Bereits in der Vergangenheit gab es warnende Stimmen, die Demokratie sei in Gefahr: So sprach etwa nach der Bundestagswahl 1965 Ernst Fraenkel von »Parlamentsverdrossenheit«, 1992 wurde »Politikverdrossenheit« zum »Wort des Jahres«. Dass die Demokratie global auf dem Rückzug ist, darin stimmen verlässliche Beobachter überein. Ob Freedom House, der Democracy Index der Economist Intelligence Unit (EIU-DI) oder der Transformation Index (BTI) der Bertelsmann Stiftung, sie beschreiben die weltweite Demokratieentwicklung als rückläufig im Vergleich mit dem Zustand vor zehn Jahren. Das gilt für die Ländergruppe der hochentwickelten Demokratien in Westeuropa und Nordamerika, aber auch für Osteuropa, Lateinamerika, Asien, Afrika und den Mittleren Osten. Die Teilhabe geht zurück, die demokratischen Institutionen funktionieren schlechter, das Vertrauen in die Institutionen und die Regierungen lässt nach, besonders spürbar gerade in den hochentwickelten Demokratien. Werden die Bürgerinnen und Bürger also zunehmend resistent gegen Demokratie? Und wie kann es gelingen, »die Mehrheit der Wähler davon zu überzeugen, dass die Populisten nur an den Wahlurnen zu besiegen sind«? Als Gegenmittel empfiehlt Mounk das einheitliche Vorgehen aller demokratischen Kräfte gegen den Populismus. Antipopulistische Schmähungen reichten nicht, hinzukommen müsse eine positive Botschaft. Die Sorgen aller Menschen müssten ernst genommen und angemessen angesprochen werden. Vor allem sei ein Bekenntnis zu echtem Wandel wichtig: »Solange die Verteidiger der liberalen Demokratie den Eindruck vermitteln, dass sie mit dem Status quo zufrieden sind, werden sie gegen die Populisten nicht ankommen.« Mounk plädiert für einen inklusiven Patriotismus – gegen einen ausgrenzenden Nationalismus à la Trump, für die Hoffnung auf eine bessere Zukunft – gegen Ängste und die immer größer werdende Kluft zwischen Arm und Reich, für die Abwehr von Hass und Lügen in den sozialen Medien – gegen Fatalismus und Zensur. Und er fordert eine demokratiebejahende Pädagogik.

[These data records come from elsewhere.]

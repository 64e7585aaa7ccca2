//! Decisión pura ante el fin de un track.
//!
//! Reconciliar el motivo reportado por el nodo con el modo de loop y la cola
//! produce exactamente una acción. No toca la cola ni el transporte, de modo
//! que se puede probar sin nodo.

use crate::audio::queue::LoopMode;
use crate::node::payloads::EndReason;
use crate::player::state::PlayerState;

/// Dónde reinsertar el track terminado antes de avanzar
#[derive(Debug, Clone, Copy, PartialEq, Eq)]
pub enum Requeue {
    Front,
    Back,
}

/// Vista mínima del player en el momento del evento
#[derive(Debug, Clone, Copy, PartialEq, Eq)]
pub struct QueueSnapshot {
    pub state: PlayerState,
    pub has_current: bool,
    pub upcoming: usize,
}

#[derive(Debug, Clone, Copy, PartialEq, Eq)]
pub enum EndAction {
    /// Teardown en curso: no emitir nada
    Suppress,
    /// Otro `play()` ya reemplazó el track: solo "end"
    EndOnly,
    /// Nada más que reproducir: `current` pasa a `previous` y se emite "empty"
    Idle { requeue: Option<Requeue> },
    /// Emitir "end" con el track terminado y reproducir el siguiente
    Advance { requeue: Option<Requeue>, paused: bool },
}

pub fn decide_next_action(reason: EndReason, loop_mode: LoopMode, snapshot: QueueSnapshot) -> EndAction {
    if snapshot.state.is_terminal() {
        return EndAction::Suppress;
    }

    if reason == EndReason::Replaced {
        return EndAction::EndOnly;
    }

    // Un track que falló al cargar nunca se repite
    if reason.is_failure() {
        return if snapshot.upcoming == 0 {
            EndAction::Idle { requeue: None }
        } else {
            EndAction::Advance {
                requeue: None,
                paused: true,
            }
        };
    }

    let requeue = match (snapshot.has_current, loop_mode) {
        (true, LoopMode::Track) => Some(Requeue::Front),
        (true, LoopMode::Queue) => Some(Requeue::Back),
        _ => None,
    };

    let remaining = snapshot.upcoming + usize::from(requeue.is_some());
    if remaining == 0 {
        EndAction::Idle { requeue }
    } else {
        EndAction::Advance {
            requeue,
            paused: false,
        }
    }
}

#[cfg(test)]
mod tests {
    use super::*;
    use pretty_assertions::assert_eq;

    fn snapshot(state: PlayerState, has_current: bool, upcoming: usize) -> QueueSnapshot {
        QueueSnapshot {
            state,
            has_current,
            upcoming,
        }
    }

    #[test]
    fn test_teardown_suppresses_every_reason() {
        for state in [PlayerState::Destroying, PlayerState::Destroyed] {
            for reason in [
                EndReason::Finished,
                EndReason::LoadFailed,
                EndReason::Stopped,
                EndReason::Replaced,
                EndReason::Cleanup,
            ] {
                assert_eq!(
                    decide_next_action(reason, LoopMode::Queue, snapshot(state, true, 3)),
                    EndAction::Suppress
                );
            }
        }
    }

    #[test]
    fn test_replaced_only_emits_end() {
        assert_eq!(
            decide_next_action(
                EndReason::Replaced,
                LoopMode::Track,
                snapshot(PlayerState::Connected, true, 0)
            ),
            EndAction::EndOnly
        );
    }

    #[test]
    fn test_load_failure_ignores_loop_mode() {
        let connected = PlayerState::Connected;
        assert_eq!(
            decide_next_action(EndReason::LoadFailed, LoopMode::Track, snapshot(connected, true, 0)),
            EndAction::Idle { requeue: None }
        );
        assert_eq!(
            decide_next_action(EndReason::Cleanup, LoopMode::Queue, snapshot(connected, true, 2)),
            EndAction::Advance {
                requeue: None,
                paused: true
            }
        );
    }

    #[test]
    fn test_normal_end_applies_loop_policy() {
        let connected = PlayerState::Connected;
        assert_eq!(
            decide_next_action(EndReason::Finished, LoopMode::Track, snapshot(connected, true, 0)),
            EndAction::Advance {
                requeue: Some(Requeue::Front),
                paused: false
            }
        );
        assert_eq!(
            decide_next_action(EndReason::Stopped, LoopMode::Queue, snapshot(connected, true, 1)),
            EndAction::Advance {
                requeue: Some(Requeue::Back),
                paused: false
            }
        );
        assert_eq!(
            decide_next_action(EndReason::Finished, LoopMode::None, snapshot(connected, true, 1)),
            EndAction::Advance {
                requeue: None,
                paused: false
            }
        );
    }

    #[test]
    fn test_normal_end_with_nothing_left_goes_idle() {
        assert_eq!(
            decide_next_action(
                EndReason::Finished,
                LoopMode::None,
                snapshot(PlayerState::Connected, true, 0)
            ),
            EndAction::Idle { requeue: None }
        );
        // Sin current no hay nada que reinsertar
        assert_eq!(
            decide_next_action(
                EndReason::Finished,
                LoopMode::Track,
                snapshot(PlayerState::Connecting, false, 0)
            ),
            EndAction::Idle { requeue: None }
        );
    }
}
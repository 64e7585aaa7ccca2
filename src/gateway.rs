use serde::Serialize;
use serenity::model::id::{ChannelId, GuildId};

use crate::error::GatewayError;

/// Op code del gateway de Discord para "voice state update"
pub const VOICE_STATE_UPDATE_OP: u8 = 4;

/// Sumidero de directivas hacia el gateway de Discord (el shard del guild)
#[cfg_attr(test, mockall::automock)]
pub trait VoiceGateway: Send + Sync {
    fn send(&self, guild_id: GuildId, payload: VoiceStateUpdate) -> Result<(), GatewayError>;
}

/// `{ op: 4, d: { guild_id, channel_id, self_mute, self_deaf } }`
#[derive(Debug, Clone, PartialEq, Serialize)]
pub struct VoiceStateUpdate {
    pub op: u8,
    pub d: VoiceStateData,
}

#[derive(Debug, Clone, PartialEq, Serialize)]
pub struct VoiceStateData {
    pub guild_id: GuildId,
    pub channel_id: Option<ChannelId>,
    pub self_mute: bool,
    pub self_deaf: bool,
}

impl VoiceStateUpdate {
    /// Unirse (o moverse) a un canal de voz
    pub fn join(guild_id: GuildId, channel_id: ChannelId, self_mute: bool, self_deaf: bool) -> Self {
        Self::new(guild_id, Some(channel_id), self_mute, self_deaf)
    }

    /// Salir del canal de voz actual
    pub fn leave(guild_id: GuildId, self_mute: bool, self_deaf: bool) -> Self {
        Self::new(guild_id, None, self_mute, self_deaf)
    }

    fn new(guild_id: GuildId, channel_id: Option<ChannelId>, self_mute: bool, self_deaf: bool) -> Self {
        Self {
            op: VOICE_STATE_UPDATE_OP,
            d: VoiceStateData {
                guild_id,
                channel_id,
                self_mute,
                self_deaf,
            },
        }
    }
}

#[cfg(test)]
mod tests {
    use super::*;
    use pretty_assertions::assert_eq;

    #[test]
    fn test_leave_payload_wire_shape() {
        let payload = VoiceStateUpdate::leave(GuildId::new(42), false, true);
        assert_eq!(
            serde_json::to_value(&payload).unwrap(),
            serde_json::json!({
                "op": 4,
                "d": { "guild_id": "42", "channel_id": null, "self_mute": false, "self_deaf": true }
            })
        );
    }

    #[test]
    fn test_join_payload_targets_channel() {
        let payload = VoiceStateUpdate::join(GuildId::new(1), ChannelId::new(7), false, true);
        assert_eq!(payload.op, VOICE_STATE_UPDATE_OP);
        assert_eq!(payload.d.channel_id, Some(ChannelId::new(7)));
    }
}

Ist die Demokratie vital genug, um populistischen Anfeindungen zu begegnen? Geht sie daraus zuletzt gestärkt hervor? Oder war sie ein einzigartiges historisches Experiment, das an sein Ende gekommen ist? Mounks Buch, gleichsam ein Weckruf, lohnt die Lektüre, weil diese Fragen darin scharf gestellt werden. Seine Antworten sind zwar nicht der »kühne Plan«, den der Autor fordert, aber wer hätte einen solchen schon?

Yascha Mounk: Der Zerfall der Demokratie. Wie der Populismus den Rechtsstaat bedroht. Droemer, München 2018, 352 S., 22,99 €.